L'auteur reconduit dans "Le jour des morts" une astuce qui a caractérisé son premier roman: les sonneries du téléphone portable de Mehrlicht sont thématiques. Cette fois, celles-ci introduisent Jacques Brel comme un leitmotiv dans le roman. L'auteur a l'habileté de ne pas citer les chansons les plus célèbres du barde du Plat Pays, mais de mettre en lumière des pièces moins connues. Cela ne manquera pas de parler aux aficionados les plus férus du chanteur belge.

La temporalité de ce roman est maîtrisée au plus près: l'affaire est pliée en quelques jours d'un mois de novembre indéfini, entre Halloween et Toussaint, ou un peu plus, et les saints du calendrier sont aussi là. Enfin, le lecteur ne peut que sourire face aux proverbes de circonstance, pleins d'humour noir, qui sont les titres des chapitres et parodient ceux qu'on trouve dans les almanachs.

L'auteur conduit par ailleurs ses lecteurs hors de Paris, ce qui les fait prendre l'air et représente une épreuve quasi insurmontable pour certains policiers – l'auteur suggère ainsi un certain antagonisme entre Paris, vue comme la grande ville bien moderne et hautaine, et la province, en l'espèce le Limousin, vue comme une contrée où il y a plus de vaches que d'humains, et où ceux qui restent comptent leurs morts. Si les personnages du "Jour des morts" ont cette vision de la France profonde, toutefois, l'histoire va se charger de nuancer leurs préjugés: ils trouveront, dans un village imaginaire de la Creuse nommé Mèlas-la-Noire (les amateurs d'étymologies grecques trouveront ce toponyme joliment trouvé), de quoi bien manger et bien boire, et même des moments d'amour. Cela, même si l'information ne leur tombe pas forcément toute cuite dans le bec. Qu'on me permette un aparté, d'ailleurs: Nicolas Lebel est-il allé dédicacer ce roman en terres limousines, par exemple à la fête du livre "Lire à Limoges"?

Côté ambiances aussi, l'auteur s'y entend bien pour recréer la pression des médias sur une enquête qui piétine, ainsi que les tensions dont est victime un supérieur hiérarchique tiraillé entre l'obligation de résultats, ses convictions de droite et son engagement de protéger le stagiaire. Il y arrivera! Tensions il y a aussi entre les personnages de l'équipe de terrain, forcément, tant les caractères sont divers et bien campés. Et les affaires de cul du stagiaire, entrant en interférences malvenues avec son travail, pourraient lui jouer quelques tours aussi... ce dont, sûr de lui, il ne semble pas tout à fait conscient.

"Le jour des morts" est un beau roman de facture classique, précis et bien calé, porté par une équipe de policiers qui mise sur la double carte de la diversité et de la complémentarité.
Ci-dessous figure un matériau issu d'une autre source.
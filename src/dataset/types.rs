//! Conversation record types.

use serde::{Deserialize, Serialize};

/// The character side of a conversation.
#[derive(Debug, Clone, PartialEq, Eq, Serialize, Deserialize)]
pub struct Bot {
    /// Display name of the character.
    pub name: String,

    /// Persona text. Absent for characters whose definition was never exported.
    #[serde(default)]
    pub description: Option<String>,
}

/// One chat message.
#[derive(Debug, Clone, PartialEq, Eq, Serialize, Deserialize)]
pub struct Message {
    pub text: String,
    pub is_human: bool,
}

/// A single chat log between a human and a character.
///
/// Unknown fields in the source record are ignored.
#[derive(Debug, Clone, PartialEq, Eq, Serialize, Deserialize)]
pub struct Conversation {
    /// Unique identifier of the chat within the dataset.
    pub identifier: String,

    pub bot: Bot,

    #[serde(default)]
    pub messages: Vec<Message>,
}

#[cfg(test)]
mod tests {
    use super::*;

    #[test]
    fn test_parse_full_record() {
        let json = r#"{
            "identifier": "abc123",
            "bot": {"name": "Aria", "description": "A stoic knight."},
            "messages": [
                {"text": "Hello", "is_human": true},
                {"text": "Greetings.", "is_human": false}
            ]
        }"#;
        let conv: Conversation = serde_json::from_str(json).unwrap();
        assert_eq!(conv.identifier, "abc123");
        assert_eq!(conv.bot.name, "Aria");
        assert_eq!(conv.bot.description.as_deref(), Some("A stoic knight."));
        assert_eq!(conv.messages.len(), 2);
        assert!(conv.messages[0].is_human);
        assert!(!conv.messages[1].is_human);
    }

    #[test]
    fn test_missing_and_null_description() {
        let missing: Conversation =
            serde_json::from_str(r#"{"identifier": "a", "bot": {"name": "X"}}"#).unwrap();
        assert_eq!(missing.bot.description, None);
        assert!(missing.messages.is_empty());

        let null: Conversation = serde_json::from_str(
            r#"{"identifier": "b", "bot": {"name": "X", "description": null}, "messages": []}"#,
        )
        .unwrap();
        assert_eq!(null.bot.description, None);
    }

    #[test]
    fn test_unknown_fields_are_ignored() {
        let json = r#"{"identifier": "a", "source": "export-v2", "bot": {"name": "X", "greeting": "hi"}, "messages": []}"#;
        let conv: Conversation = serde_json::from_str(json).unwrap();
        assert_eq!(conv.bot.name, "X");
    }

    #[test]
    fn test_missing_bot_is_error() {
        let result = serde_json::from_str::<Conversation>(r#"{"identifier": "a"}"#);
        assert!(result.is_err());
    }
}
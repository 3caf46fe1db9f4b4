//! Reporting hooks for the episode builder.
//!
//! The builder reports filtered conversations through `EpisodeLog` instead
//! of writing to the global logger, so callers (and tests) decide where the
//! reports go.

/// Receives notices about conversations the builder chose not to emit.
pub trait EpisodeLog {
    /// A conversation was skipped because its character has no persona.
    fn missing_persona(&mut self, char_name: &str, conversation_id: &str);
}

/// Forwards builder notices to `tracing` at debug level.
#[derive(Debug, Default, Clone, Copy)]
pub struct TracingLog;

impl EpisodeLog for TracingLog {
    fn missing_persona(&mut self, char_name: &str, conversation_id: &str) {
        tracing::debug!(
            conversation = conversation_id,
            "Skipping over conversation with {} because character has no persona data",
            char_name
        );
    }
}

impl<L: EpisodeLog + ?Sized> EpisodeLog for &mut L {
    fn missing_persona(&mut self, char_name: &str, conversation_id: &str) {
        (**self).missing_persona(char_name, conversation_id);
    }
}

/// Keeps every notice in memory.
#[cfg(test)]
#[derive(Debug, Default)]
pub(crate) struct RecordingLog {
    pub(crate) skipped: Vec<(String, String)>,
}

#[cfg(test)]
impl EpisodeLog for RecordingLog {
    fn missing_persona(&mut self, char_name: &str, conversation_id: &str) {
        self.skipped
            .push((char_name.to_string(), conversation_id.to_string()));
    }
}
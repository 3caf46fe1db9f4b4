//! Implementation of the `episodic build` command.
//!
//! # What `episodic build` does
//!
//! 1. Applies command-line overrides to the config
//! 2. Expands the system prompt templates into the prompt pool
//! 3. Streams conversations from the dataset through the episode builder
//! 4. Writes each episode as one NDJSON line (atomically, for file output)
//! 5. Optionally writes a JSON manifest describing the run
//!
//! Malformed records are logged and skipped unless `--fail-fast` is set.

use super::{apply_overrides, prompt_pool, run_rng};
use crate::cli::BuildArgs;
use crate::config::{Config, ExpansionMode};
use crate::dataset::JsonlDataset;
use crate::episode::{BuildStats, Episode, EpisodeWriter, RoleplayEpisodes, TracingLog};
use crate::error::{EpisodicError, Result};
use crate::fs::{AtomicFile, atomic_write_file};
use chrono::{DateTime, Utc};
use serde::Serialize;
use std::io::{self, BufWriter, Write};
use std::path::{Path, PathBuf};

/// Summary of a build, written with `--manifest`.
#[derive(Debug, Clone, Serialize)]
pub struct Manifest {
    /// When the build finished.
    pub generated_at: DateTime<Utc>,
    pub input: PathBuf,
    pub output: PathBuf,
    #[serde(skip_serializing_if = "Option::is_none")]
    pub seed: Option<u64>,
    pub expansion: ExpansionMode,
    pub prompt_pool_size: usize,
    #[serde(flatten)]
    pub stats: BuildStats,
}

/// Execute the `episodic build` command.
pub fn cmd_build(args: BuildArgs, config: Config) -> Result<()> {
    let manifest = run_build(&args, config)?;

    tracing::info!(
        emitted = manifest.stats.emitted,
        skipped = manifest.stats.skipped,
        errors = manifest.stats.errors,
        "build finished"
    );

    if let Some(path) = &args.manifest {
        write_manifest(path, &manifest)?;
    }

    Ok(())
}

/// Build episodes from `args.input` into `args.output`.
fn run_build(args: &BuildArgs, config: Config) -> Result<Manifest> {
    let config = apply_overrides(config, &args.prompts)?;
    let mut rng = run_rng(config.seed);
    let pool = prompt_pool(&config, &mut rng)?;
    tracing::info!(prompts = pool.len(), "system prompt pool ready");

    let dataset = JsonlDataset::open(&args.input)?;
    let mut episodes = RoleplayEpisodes::new(dataset, &pool, rng, TracingLog)?;

    if is_stdio(&args.output) {
        let stdout = io::stdout().lock();
        let mut writer = EpisodeWriter::new(BufWriter::new(stdout));
        write_episodes(&mut episodes, &mut writer, args.fail_fast)?;
        writer.into_inner()?;
    } else {
        let mut writer = EpisodeWriter::new(AtomicFile::create(&args.output)?);
        write_episodes(&mut episodes, &mut writer, args.fail_fast)?;
        let written = writer.written();
        writer.into_inner()?.commit()?;
        tracing::info!(episodes = written, path = %args.output.display(), "wrote episodes");
    }

    Ok(Manifest {
        generated_at: Utc::now(),
        input: args.input.clone(),
        output: args.output.clone(),
        seed: config.seed,
        expansion: config.expansion,
        prompt_pool_size: pool.len(),
        stats: episodes.stats(),
    })
}

/// Drain `episodes` into `writer`.
fn write_episodes<I, W>(episodes: I, writer: &mut EpisodeWriter<W>, fail_fast: bool) -> Result<()>
where
    I: Iterator<Item = Result<Episode>>,
    W: Write,
{
    for item in episodes {
        match item {
            Ok(episode) => writer.write_episode(&episode)?,
            Err(e) if fail_fast => return Err(e),
            Err(e) => tracing::warn!("skipping record: {}", e),
        }
    }
    Ok(())
}

fn write_manifest(path: &Path, manifest: &Manifest) -> Result<()> {
    let mut json = serde_json::to_string_pretty(manifest)
        .map_err(|e| EpisodicError::Io(format!("failed to serialize manifest: {}", e)))?;
    json.push('\n');
    atomic_write_file(path, &json)
}

fn is_stdio(path: &Path) -> bool {
    path == Path::new("-")
}

#[cfg(test)]
mod tests {
    use super::*;
    use crate::cli::PromptOptions;
    use crate::episode::TurnKind;
    use std::fs;
    use tempfile::TempDir;

    const DATASET: &str = concat!(
        r#"{"identifier": "c1", "bot": {"name": "Aria", "description": "A stoic knight."}, "messages": [{"text": "Hello [REDACTED]", "is_human": true}, {"text": "Greetings, {{char}}.", "is_human": false}]}"#,
        "\n",
        r#"{"identifier": "c2", "bot": {"name": "Ghost", "description": null}, "messages": [{"text": "boo", "is_human": false}]}"#,
        "\n",
        "this line is not json\n",
        r#"{"identifier": "c3", "bot": {"name": "Bram", "description": "A baker."}, "messages": []}"#,
        "\n",
    );

    fn args(dir: &TempDir, fail_fast: bool) -> BuildArgs {
        let input = dir.path().join("chats.jsonl");
        fs::write(&input, DATASET).unwrap();
        BuildArgs {
            input,
            output: dir.path().join("out").join("episodes.jsonl"),
            manifest: Some(dir.path().join("manifest.json")),
            fail_fast,
            prompts: PromptOptions {
                config: None,
                seed: Some(42),
                expansion: None,
            },
        }
    }

    fn read_episodes(path: &Path) -> Vec<Episode> {
        fs::read_to_string(path)
            .unwrap()
            .lines()
            .map(|l| serde_json::from_str(l).unwrap())
            .collect()
    }

    #[test]
    fn build_writes_episodes_and_skips_bad_records() {
        let dir = TempDir::new().unwrap();
        let args = args(&dir, false);

        let manifest = run_build(&args, Config::default()).unwrap();

        let episodes = read_episodes(&args.output);
        let ids: Vec<&str> = episodes.iter().map(|e| e.identifier.as_str()).collect();
        assert_eq!(ids, vec!["characterai-roleplay-c1", "characterai-roleplay-c3"]);

        let aria = &episodes[0];
        assert_eq!(aria.turns[0].kind, TurnKind::System);
        assert!(aria.turns[0].utterance.contains("A stoic knight."));
        assert_eq!(aria.turns[1].utterance, "Hello {{user}}");
        assert_eq!(aria.turns[2].utterance, "Greetings, Aria.");
        assert_eq!(episodes[1].turns.len(), 1);

        assert_eq!(manifest.stats.emitted, 2);
        assert_eq!(manifest.stats.skipped, 1);
        assert_eq!(manifest.stats.errors, 1);
        assert_eq!(manifest.seed, Some(42));
        assert!(manifest.prompt_pool_size > 0);
    }

    #[test]
    fn build_is_reproducible_with_seed() {
        let first = TempDir::new().unwrap();
        let second = TempDir::new().unwrap();
        let a = args(&first, false);
        let b = args(&second, false);

        run_build(&a, Config::default()).unwrap();
        run_build(&b, Config::default()).unwrap();

        assert_eq!(
            fs::read_to_string(&a.output).unwrap(),
            fs::read_to_string(&b.output).unwrap()
        );
    }

    #[test]
    fn fail_fast_stops_and_leaves_no_output() {
        let dir = TempDir::new().unwrap();
        let args = args(&dir, true);

        let err = run_build(&args, Config::default()).unwrap_err();

        assert!(matches!(err, EpisodicError::Dataset(_)));
        assert!(!args.output.exists());
        assert!(!dir.path().join("out").join(".episodes.jsonl.tmp").exists());
    }

    #[test]
    fn missing_input_is_user_error() {
        let dir = TempDir::new().unwrap();
        let mut args = args(&dir, false);
        args.input = dir.path().join("missing.jsonl");

        let err = run_build(&args, Config::default()).unwrap_err();
        assert!(matches!(err, EpisodicError::UserError(_)));
    }

    #[test]
    fn cmd_build_writes_manifest() {
        let dir = TempDir::new().unwrap();
        let args = args(&dir, false);
        let manifest_path = args.manifest.clone().unwrap();

        cmd_build(args, Config::default()).unwrap();

        let manifest: serde_json::Value =
            serde_json::from_str(&fs::read_to_string(manifest_path).unwrap()).unwrap();
        assert_eq!(manifest["emitted"], 2);
        assert_eq!(manifest["skipped"], 1);
        assert_eq!(manifest["errors"], 1);
        assert_eq!(manifest["seed"], 42);
        assert_eq!(manifest["expansion"], "cross_product");
        assert!(manifest["generated_at"].is_string());
    }

    #[test]
    fn custom_templates_from_config() {
        let dir = TempDir::new().unwrap();
        let args = args(&dir, false);
        let config = Config::from_yaml(
            "system_prompts:\n  - \"%{Be|Play} {{char}}. {{persona}} {{response_style_str}}\"\n",
        )
        .unwrap();

        let manifest = run_build(&args, config).unwrap();
        assert_eq!(manifest.prompt_pool_size, 2);

        let episodes = read_episodes(&args.output);
        let system = &episodes[1].turns[0].utterance;
        assert!(
            system == "Be Bram. A baker. {{response_style_str}}"
                || system == "Play Bram. A baker. {{response_style_str}}",
            "unexpected system prompt: {}",
            system
        );
    }
}
//! Filesystem utilities for episodic.
//!
//! Output files are written atomically so an interrupted run never leaves a
//! truncated episode file behind.

mod atomic;

pub use atomic::{AtomicFile, atomic_write_file};
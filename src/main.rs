//! Episodic: turn character roleplay chat logs into training episodes.
//!
//! This is the main entry point for the `episodic` CLI. It parses arguments,
//! loads configuration, installs logging, dispatches to the appropriate
//! command handler, and handles errors with proper exit codes.

mod cli;
mod commands;
pub mod config;
pub mod dataset;
pub mod episode;
pub mod error;
pub mod exit_codes;
pub mod fs;
mod logging;
pub mod prompts;

use cli::Cli;
use config::Config;
use std::process::ExitCode;

fn main() -> ExitCode {
    let cli = Cli::parse_args();

    match run(cli) {
        Ok(()) => ExitCode::from(exit_codes::SUCCESS as u8),
        Err(err) => {
            // Print user-actionable error message to stderr
            eprintln!("Error: {}", err);

            ExitCode::from(err.exit_code() as u8)
        }
    }
}

fn run(cli: Cli) -> error::Result<()> {
    let config = Config::load_or_default(cli.command.config_path())?;
    logging::init_tracing(logging::effective_level(cli.verbose, &config.log_level));
    commands::dispatch(cli.command, config)
}
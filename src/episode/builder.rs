//! Roleplay episode construction.
//!
//! Each conversation with a persona becomes one episode:
//!
//! 1. A system prompt is drawn uniformly from the prompt pool and filled
//!    with the character's name and persona.
//! 2. Every message becomes a user or model turn, with `{{char}}` filled
//!    and redaction tokens rewritten to `{{user}}`.
//! 3. The episode identifier is the conversation identifier under the
//!    `characterai-roleplay-` namespace.
//!
//! Conversations without a persona are skipped and reported to the
//! `EpisodeLog`. Dataset errors pass through untouched.

use super::log::EpisodeLog;
use super::types::{Episode, Turn, TurnKind};
use crate::dataset::Conversation;
use crate::error::Result;
use crate::prompts::{PromptError, fill_system_prompt, normalize_message};
use rand::Rng;
use serde::Serialize;

/// Namespace prepended to conversation identifiers.
pub const IDENTIFIER_PREFIX: &str = "characterai-roleplay-";

/// Counters for one pass over a dataset.
#[derive(Debug, Default, Clone, Copy, PartialEq, Eq, Serialize)]
pub struct BuildStats {
    /// Episodes yielded.
    pub emitted: usize,
    /// Conversations skipped for lacking a persona.
    pub skipped: usize,
    /// Dataset errors passed through.
    pub errors: usize,
}

/// Build the episode for one conversation using an already chosen template.
pub fn build_episode(conversation: &Conversation, persona: &str, template: &str) -> Episode {
    let name = conversation.bot.name.as_str();

    let system_turn = Turn::new(fill_system_prompt(template, name, persona), TurnKind::System);

    let mut turns = Vec::with_capacity(conversation.messages.len() + 1);
    turns.push(system_turn);
    turns.extend(conversation.messages.iter().map(|message| {
        Turn::new(
            normalize_message(&message.text, name),
            TurnKind::for_message(message.is_human),
        )
    }));

    Episode {
        turns,
        identifier: format!("{}{}", IDENTIFIER_PREFIX, conversation.identifier),
    }
}

/// Lazy stream of roleplay episodes over a conversation source.
///
/// Pull-based: each `next()` reads conversations until one produces an
/// episode, the source yields an error, or the source is exhausted.
pub struct RoleplayEpisodes<'p, I, R, L> {
    conversations: I,
    prompts: &'p [String],
    rng: R,
    log: L,
    stats: BuildStats,
}

impl<'p, I, R, L> RoleplayEpisodes<'p, I, R, L>
where
    I: Iterator<Item = Result<Conversation>>,
    R: Rng,
    L: EpisodeLog,
{
    /// Create a builder drawing system prompts from `prompts`.
    ///
    /// # Errors
    ///
    /// Returns `PromptError::EmptyPool` if `prompts` is empty.
    pub fn new(
        conversations: I,
        prompts: &'p [String],
        rng: R,
        log: L,
    ) -> std::result::Result<Self, PromptError> {
        if prompts.is_empty() {
            return Err(PromptError::EmptyPool);
        }

        Ok(Self {
            conversations,
            prompts,
            rng,
            log,
            stats: BuildStats::default(),
        })
    }

    /// Counters so far.
    pub fn stats(&self) -> BuildStats {
        self.stats
    }

    fn pick_template(&mut self) -> &'p str {
        let prompts = self.prompts;
        &prompts[self.rng.random_range(0..prompts.len())]
    }
}

impl<I, R, L> Iterator for RoleplayEpisodes<'_, I, R, L>
where
    I: Iterator<Item = Result<Conversation>>,
    R: Rng,
    L: EpisodeLog,
{
    type Item = Result<Episode>;

    fn next(&mut self) -> Option<Self::Item> {
        loop {
            let conversation = match self.conversations.next()? {
                Ok(conversation) => conversation,
                Err(e) => {
                    self.stats.errors += 1;
                    return Some(Err(e));
                }
            };

            let Some(persona) = conversation.bot.description.as_deref() else {
                self.log
                    .missing_persona(&conversation.bot.name, &conversation.identifier);
                self.stats.skipped += 1;
                continue;
            };

            let template = self.pick_template();
            let episode = build_episode(&conversation, persona, template);
            self.stats.emitted += 1;
            return Some(Ok(episode));
        }
    }
}
//! Alternation expansion for system prompt templates.
//!
//! # Syntax
//!
//! - `%{a|b|c}` - Resolves to exactly one of `a`, `b` or `c`
//! - `{{name}}` - Placeholder, copied through verbatim
//!
//! Groups do not nest. An option may be empty (`%{very |}`), but the group
//! itself may not be (`%{}`).

use rand::Rng;
use rand::seq::IndexedRandom;
use std::fmt;

/// Error type for template expansion failures.
#[derive(Debug, Clone, PartialEq, Eq)]
pub enum PromptError {
    /// A `%{` was found without a matching `}`.
    UnterminatedGroup {
        /// Byte position of the `%{` in the template.
        position: usize,
    },
    /// A group with no content was found (e.g., `%{}`).
    EmptyGroup {
        /// Byte position of the `%{` in the template.
        position: usize,
    },
    /// Expansion produced no prompts at all.
    EmptyPool,
}

impl fmt::Display for PromptError {
    fn fmt(&self, f: &mut fmt::Formatter<'_>) -> fmt::Result {
        match self {
            PromptError::UnterminatedGroup { position } => {
                write!(
                    f,
                    "unterminated '%{{' group at position {} in template",
                    position
                )
            }
            PromptError::EmptyGroup { position } => {
                write!(f, "empty group '%{{}}' at position {} in template", position)
            }
            PromptError::EmptyPool => write!(f, "system prompt pool is empty"),
        }
    }
}

impl std::error::Error for PromptError {}

/// One piece of a parsed template.
#[derive(Debug, Clone, PartialEq, Eq)]
pub enum Segment {
    /// Text copied as-is.
    Literal(String),
    /// An alternation group; exactly one option is chosen.
    Choice(Vec<String>),
}

/// Split a template into literal text and alternation groups.
pub fn parse_template(template: &str) -> Result<Vec<Segment>, PromptError> {
    let mut segments = Vec::new();
    let mut literal = String::new();
    let mut chars = template.char_indices().peekable();

    while let Some((pos, ch)) = chars.next() {
        if ch != '%' || !matches!(chars.peek(), Some((_, '{'))) {
            literal.push(ch);
            continue;
        }
        chars.next(); // consume the {

        let mut body = String::new();
        loop {
            match chars.next() {
                Some((_, '}')) => break,
                Some((_, c)) => body.push(c),
                None => return Err(PromptError::UnterminatedGroup { position: pos }),
            }
        }

        if body.is_empty() {
            return Err(PromptError::EmptyGroup { position: pos });
        }

        if !literal.is_empty() {
            segments.push(Segment::Literal(std::mem::take(&mut literal)));
        }
        segments.push(Segment::Choice(
            body.split('|').map(str::to_string).collect(),
        ));
    }

    if !literal.is_empty() {
        segments.push(Segment::Literal(literal));
    }

    Ok(segments)
}

/// Every resolution of a template, rightmost group varying fastest.
pub fn expand_all(segments: &[Segment]) -> Vec<String> {
    segments.iter().fold(vec![String::new()], |prefixes, segment| match segment {
        Segment::Literal(text) => prefixes
            .into_iter()
            .map(|mut p| {
                p.push_str(text);
                p
            })
            .collect(),
        Segment::Choice(options) => prefixes
            .iter()
            .flat_map(|p| options.iter().map(move |o| format!("{}{}", p, o)))
            .collect(),
    })
}

/// One resolution of a template, each group picked uniformly at random.
pub fn expand_one<R: Rng + ?Sized>(segments: &[Segment], rng: &mut R) -> String {
    let mut result = String::new();
    for segment in segments {
        match segment {
            Segment::Literal(text) => result.push_str(text),
            Segment::Choice(options) => {
                if let Some(option) = options.choose(rng) {
                    result.push_str(option);
                }
            }
        }
    }
    result
}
La clé du mystère se trouve dans les tourments de la Seconde guerre mondiale, entre collaboration et résistance, et on s'y attend un peu dès que tombent les premiers maigres indices; mais l'auteur sait rendre le lecteur suffisamment curieux pour qu'il aille au bout de l'histoire et veuille en savoir les détails et le fin mot. Cela, grâce à une équipe de police des plus attachantes, avec ses atouts et ses humaines limites. C'est que quand on s'appelle Mehrlicht ("plus de lumière" en allemand), on a forcément envie de faire toute la lumière sur ce qui s'est passé. Bel exemple d'aptonyme, pour le coup!

Nicolas Lebel, Le jour des morts, Paris, Marabout, 2015.